Water and an alkali are added to the crude humic substance to regulate the crude humic substance to have a pH of 6 to 10. For example, it is preferred that water is appropriately added to the crude humic substance, and while measuring the pH, an alkali is appropriately added to make a pH of 6 to 10, and preferably a pH of approximately 6.5 to 8. Examples of the alkali include a hydroxide and ammonia. Examples of the hydroxide include a hydroxide of an alkali metal and ammonium hydroxide. The hydroxide is preferably a hydroxide of an alkali metal. Examples of the hydroxide of an alkali metal include potassium hydroxide and sodium hydroxide. The hydroxide is preferably one or more kinds of potassium hydroxide, sodium hydroxide, and ammonium hydroxide (aqueous ammonia).
After regulating the pH, water is added to make the target solid-liquid ratio. The solid-liquid ratio is finally ⅓ or more, preferably 1/3 to 1/12, and more preferably 1/5 to 1/10.
It is possible that tests are performed in advance with varying amounts of the alkali added with respect to the crude humic substance, so as to determine the amount of the alkali added for the target pH of the liquid humic substance. The alkali added for regulating the pH in extraction can be selected depending on the purpose, and for example, can be potassium hydroxide, which can be used as a fertilizer component.
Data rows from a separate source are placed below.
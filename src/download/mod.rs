//! Download module containing the values that flow through a download.
//!
//! - [`resource`] - [`ResourceId`], the normalized locator used for deduplication
//! - [`payload`] - [`Payload`], the temp-file handle delivered to callbacks
//!
//! # Examples
//!
//! ```rust
//! use ferry::download::{DownloadResult, ResourceId};
//! use std::convert::TryFrom;
//!
//! let resource = ResourceId::try_from("https://example.com/file.zip")?;
//! let on_done = |result: DownloadResult| match result {
//!     Some(payload) => println!("{} bytes at {:?}", payload.len(), payload.path()),
//!     None => println!("nothing for {}", resource),
//! };
//! on_done(None);
//! # Ok::<(), ferry::Error>(())
//! ```

pub mod payload;
pub mod resource;

pub use payload::{DownloadResult, Payload};
pub use resource::ResourceId;
//! Downloader module containing the coordinator, its builder, and configuration.
//!
//! - `downloader` - The [`Downloader`]: single-flight fetches and bulk cancellation
//! - `builder` - [`DownloaderBuilder`] for configuring a downloader
//! - `config` - Session options, configuration structure and callback type
//! - `guard` - [`CancelOnDrop`], cancelling outstanding work on teardown
//!
//! # Examples
//!
//! ```rust
//! use ferry::downloader::DownloaderBuilder;
//!
//! # #[tokio::main]
//! # async fn main() -> Result<(), Box<dyn std::error::Error>> {
//! let downloader = DownloaderBuilder::new().build()?;
//!
//! // Three requests, one fetch.
//! for _ in 0..3 {
//!     downloader.download("https://example.com/file.zip", |result| {
//!         println!("got something: {}", result.is_some());
//!     });
//! }
//! assert_eq!(downloader.active_downloads(), 1);
//! downloader.cancel_all();
//! # Ok(())
//! # }
//! ```

pub mod builder;
pub mod config;
pub mod downloader;
pub mod guard;

pub use builder::DownloaderBuilder;
pub use config::{DownloadCallback, DownloaderConfig, SessionOptions};
pub use downloader::Downloader;
pub use guard::CancelOnDrop;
The materials are retained under condition of a liquid temperature of 40 to 95° C. for 0.5 to 24 hours over a hot water bath or the like to extract the humic substance extracted liquid. In the case where the liquid temperature and the retention time are in the aforementioned ranges, the extracted liquid is not frozen, and the quality of the extracted liquid can be secured. From this standpoint, the liquid temperature is preferably 45 to 90° C., and more preferably 50 to 80° C., and the retention time is preferably 0.5 to 12 hours, and more preferably 1 to 6 hours. After the extraction, the humic substance extracted liquid is preferably cooled to 40° C. or less. The unreacted residue is separated from the humic substance extracted liquid through solid-liquid separation by centrifugal separation, filter press, or the like. The supernatant obtained through solid-liquid separation is obtained as the liquid humic substance. The liquid humic substance of the present embodiment that is dehydrated to powder has high solubility in water, and the liquid humic substance can be used after powderizing through spray drying, freeze drying, or the like.
The present invention will be specifically described with reference to examples below, but the present invention is not limited to the examples.
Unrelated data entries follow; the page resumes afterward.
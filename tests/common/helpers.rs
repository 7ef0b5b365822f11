#![allow(dead_code)]

use async_trait::async_trait;
use ferry::{
    CancellationToken, DownloadResult, Downloader, DownloaderBuilder, Error, Payload,
    ResourceId, Result, Transport,
};
use std::collections::HashSet;
use std::sync::{Arc, Mutex};
use std::time::Duration;
use tokio::io::{AsyncReadExt, AsyncWriteExt};
use tokio::net::TcpListener;
use tokio::sync::{mpsc, Semaphore};

// Common test constants
pub const RESOURCE_A: &str = "https://example.com/images/a.jpg";
pub const RESOURCE_B: &str = "https://example.com/images/b.jpg";
pub const RESOURCE_C: &str = "https://example.com/images/c.jpg";
pub const WAIT: Duration = Duration::from_secs(5);
pub const QUIET: Duration = Duration::from_millis(100);

/// Installs a test subscriber once; set `RUST_LOG=ferry=debug` to see logs.
pub fn init_tracing() {
    let _ = tracing_subscriber::fmt()
        .with_env_filter(tracing_subscriber::EnvFilter::from_default_env())
        .with_test_writer()
        .try_init();
}

// === Scripted transport ===

/// Transport whose fetches block until released by the test.
///
/// It ignores its abort token on purpose: cancellation must work even with
/// a transport that never looks at it.
pub struct ScriptedTransport {
    gate: Semaphore,
    fetches: Mutex<Vec<String>>,
    failing: Mutex<HashSet<String>>,
    panicking: Mutex<HashSet<String>>,
}

impl ScriptedTransport {
    /// Every fetch waits for [`release`](Self::release).
    pub fn gated() -> Arc<Self> {
        Arc::new(Self::with_permits(0))
    }

    /// Fetches complete as soon as they start.
    pub fn open() -> Arc<Self> {
        Arc::new(Self::with_permits(Semaphore::MAX_PERMITS))
    }

    fn with_permits(permits: usize) -> Self {
        Self {
            gate: Semaphore::new(permits),
            fetches: Mutex::new(Vec::new()),
            failing: Mutex::new(HashSet::new()),
            panicking: Mutex::new(HashSet::new()),
        }
    }

    /// Let `n` blocked or future fetches finish.
    pub fn release(&self, n: usize) {
        self.gate.add_permits(n);
    }

    /// Make fetches of `locator` fail.
    pub fn fail(&self, locator: &str) {
        self.failing.lock().unwrap().insert(normalized(locator));
    }

    /// Make fetches of `locator` panic.
    pub fn panic_on(&self, locator: &str) {
        self.panicking.lock().unwrap().insert(normalized(locator));
    }

    /// Locators fetched so far, in start order.
    pub fn fetches(&self) -> Vec<String> {
        self.fetches.lock().unwrap().clone()
    }

    pub fn fetch_count(&self) -> usize {
        self.fetches.lock().unwrap().len()
    }

    pub fn fetch_count_for(&self, locator: &str) -> usize {
        let locator = normalized(locator);
        self.fetches
            .lock()
            .unwrap()
            .iter()
            .filter(|f| **f == locator)
            .count()
    }

    /// Wait until at least `n` fetches have started.
    pub async fn wait_for_fetches(&self, n: usize) {
        tokio::time::timeout(WAIT, async {
            while self.fetch_count() < n {
                tokio::time::sleep(Duration::from_millis(5)).await;
            }
        })
        .await
        .expect("Timed out waiting for fetches to start");
    }
}

#[async_trait]
impl Transport for ScriptedTransport {
    async fn fetch(&self, resource: &ResourceId, _abort: CancellationToken) -> Result<Payload> {
        self.fetches.lock().unwrap().push(resource.to_string());

        let permit = self
            .gate
            .acquire()
            .await
            .map_err(|e| Error::Internal(e.to_string()))?;
        permit.forget();

        if self.panicking.lock().unwrap().contains(resource.as_str()) {
            panic!("scripted panic for {}", resource);
        }
        if self.failing.lock().unwrap().contains(resource.as_str()) {
            return Err(Error::Internal(format!("scripted failure for {}", resource)));
        }
        Payload::write(None, resource.as_str().as_bytes(), resource.extension().as_deref()).await
    }
}

pub fn normalized(locator: &str) -> String {
    ResourceId::try_from(locator)
        .expect("Invalid test locator")
        .to_string()
}

// === Downloader helpers ===

/// Creates a downloader driven by `transport` on the current runtime.
pub fn downloader_with(transport: Arc<ScriptedTransport>) -> Downloader {
    init_tracing();
    DownloaderBuilder::new()
        .transport(transport)
        .build()
        .expect("Failed to build downloader")
}

// === Callback collection ===

/// Collects `(tag, result)` pairs from download callbacks.
pub struct Collector {
    tx: mpsc::UnboundedSender<(usize, DownloadResult)>,
    rx: mpsc::UnboundedReceiver<(usize, DownloadResult)>,
}

impl Collector {
    pub fn new() -> Self {
        let (tx, rx) = mpsc::unbounded_channel();
        Self { tx, rx }
    }

    /// A callback reporting its result under `tag`.
    pub fn callback(&self, tag: usize) -> impl FnOnce(DownloadResult) + Send + 'static {
        let tx = self.tx.clone();
        move |result| {
            let _ = tx.send((tag, result));
        }
    }

    /// Next delivery, failing the test if none arrives in time.
    pub async fn next(&mut self) -> (usize, DownloadResult) {
        tokio::time::timeout(WAIT, self.rx.recv())
            .await
            .expect("Timed out waiting for a delivery")
            .expect("Collector channel closed")
    }

    /// Exactly `n` deliveries, in arrival order.
    pub async fn take(&mut self, n: usize) -> Vec<(usize, DownloadResult)> {
        let mut out = Vec::with_capacity(n);
        for _ in 0..n {
            out.push(self.next().await);
        }
        out
    }

    /// Asserts nothing else is delivered for a short while.
    pub async fn assert_quiet(&mut self) {
        if let Ok(Some((tag, _))) = tokio::time::timeout(QUIET, self.rx.recv()).await {
            panic!("Unexpected extra delivery for callback {}", tag);
        }
    }
}

impl Default for Collector {
    fn default() -> Self {
        Self::new()
    }
}

// === Local HTTP server ===

pub const HELLO_BODY: &[u8] = b"hello ferry";

/// Minimal HTTP/1.1 server for session tests.
///
/// Routes:
/// - `/hello.jpg`, `/hello` and anything under `/files/` return [`HELLO_BODY`]
/// - `/short` advertises 100 bytes and sends 10
/// - `/stall` never answers
/// - anything else is a 404
///
/// Absolute-form targets (`GET http://host/path`) are routed by their path,
/// so the server also acts as a forward proxy.
pub struct TestServer {
    pub base: String,
    requests: Arc<Mutex<Vec<String>>>,
}

impl TestServer {
    pub async fn start() -> Self {
        let listener = TcpListener::bind("127.0.0.1:0")
            .await
            .expect("Failed to bind test server");
        let addr = listener.local_addr().expect("No local address");
        let requests = Arc::new(Mutex::new(Vec::new()));

        let log = Arc::clone(&requests);
        tokio::spawn(async move {
            while let Ok((socket, _)) = listener.accept().await {
                let log = Arc::clone(&log);
                tokio::spawn(handle_connection(socket, log));
            }
        });

        Self {
            base: format!("http://{}", addr),
            requests,
        }
    }

    pub fn url(&self, path: &str) -> String {
        format!("{}{}", self.base, path)
    }

    /// Lowercased request heads received so far.
    pub fn requests(&self) -> Vec<String> {
        self.requests.lock().unwrap().clone()
    }
}

async fn handle_connection(mut socket: tokio::net::TcpStream, log: Arc<Mutex<Vec<String>>>) {
    let mut buf = Vec::new();
    let mut chunk = [0u8; 1024];
    loop {
        match socket.read(&mut chunk).await {
            Ok(0) | Err(_) => return,
            Ok(n) => buf.extend_from_slice(&chunk[..n]),
        }
        if buf.windows(4).any(|w| w == b"\r\n\r\n") {
            break;
        }
    }

    let head = String::from_utf8_lossy(&buf).to_lowercase();
    let target = head
        .lines()
        .next()
        .and_then(|line| line.split_whitespace().nth(1))
        .unwrap_or("/");
    let path = match target.strip_prefix("http://") {
        Some(rest) => rest.find('/').map_or("/", |i| &rest[i..]).to_string(),
        None => target.to_string(),
    };
    log.lock().unwrap().push(head);

    let response: Vec<u8> = match path.as_str() {
        p if p == "/hello" || p == "/hello.jpg" || p.starts_with("/files/") => {
            let mut r = format!(
                "HTTP/1.1 200 OK\r\ncontent-length: {}\r\nconnection: close\r\n\r\n",
                HELLO_BODY.len()
            )
            .into_bytes();
            r.extend_from_slice(HELLO_BODY);
            r
        }
        "/short" => {
            let mut r =
                b"HTTP/1.1 200 OK\r\ncontent-length: 100\r\nconnection: close\r\n\r\n".to_vec();
            r.extend_from_slice(b"0123456789");
            r
        }
        "/stall" => {
            tokio::time::sleep(Duration::from_secs(60)).await;
            return;
        }
        _ => b"HTTP/1.1 404 Not Found\r\ncontent-length: 0\r\nconnection: close\r\n\r\n".to_vec(),
    };

    let _ = socket.write_all(&response).await;
    let _ = socket.shutdown().await;
}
The presence of the humic acid and the fulvic acid in the humic substance solution was confirmed by FT-IR (Fourier transform infrared spectroscopy) and 13C-NMR (carbon-13 nuclear magnetic resonance).
The humic substance solutions obtained in Examples and Comparative Examples each were subjected to FT-IR measurement with a Fourier transform infrared spectrometer (“Frontier FT-IR”, trade name, available from PerkinElmer, Inc.) (measurement method: KBr method, measurement range: 4,000 to 400 cm−1, resolution: 8 cm−1, number of scans: 32, measurement temperature: room temperature, reference: KBr).
The following literature was referred in the measurement.
Fukushima, M., S. Tanaka, H. Nakamura, and S, Ito: Acid-base characterization of molecular weight fractionated humic acid, Talanta, 43, 383-390 (1996)
The band at 3,400 cm−1 is attributed to the OH stretching vibration and the NH stretching vibration, the band at 2,920 cm−1 is attributed to the CH stretching vibration of an aliphatic moiety, the band at 1,720 cm−1 is attributed to the C═O stretching vibration of COOH, the band at 1,610 cm−1 is attributed to the antisymmetric stretching vibration of COO— or the C═C stretching vibration of an aromatic moiety, and the band at 1,230 cm−1 is attributed to the CO stretching vibration or the bending vibration of COH of COOH and a phenol group.
The humic substance solutions obtained in Examples and Comparative Examples each were subjected to 13C-NMR measurement with a nuclear magnetic resonator (“Avance Neo 500 (Bruker)”, trade name, available from Bruker Corporation) (magnetic field intensity: 11.74 T, measured nucleus: 13C, solvent: D20, reference: trimethylsilylpropanoic acid, measurement temperature: room temperature).
The following literature was referred in the measurement.
K. A. Thorn, D. W. Folan, P. MacCarthy (1989), Characterization of the International Humic Substances Society Standard and Reference Fulvic and Humic Acids by Solution State Carbon-13 (13C) and Hydrogen-1 (1H) Nuclear Magnetic Resonance Spectrometry, U.S. Geological Survey, Water-Resources Investigations Report 89-4196, Denver, CO, 93 pp.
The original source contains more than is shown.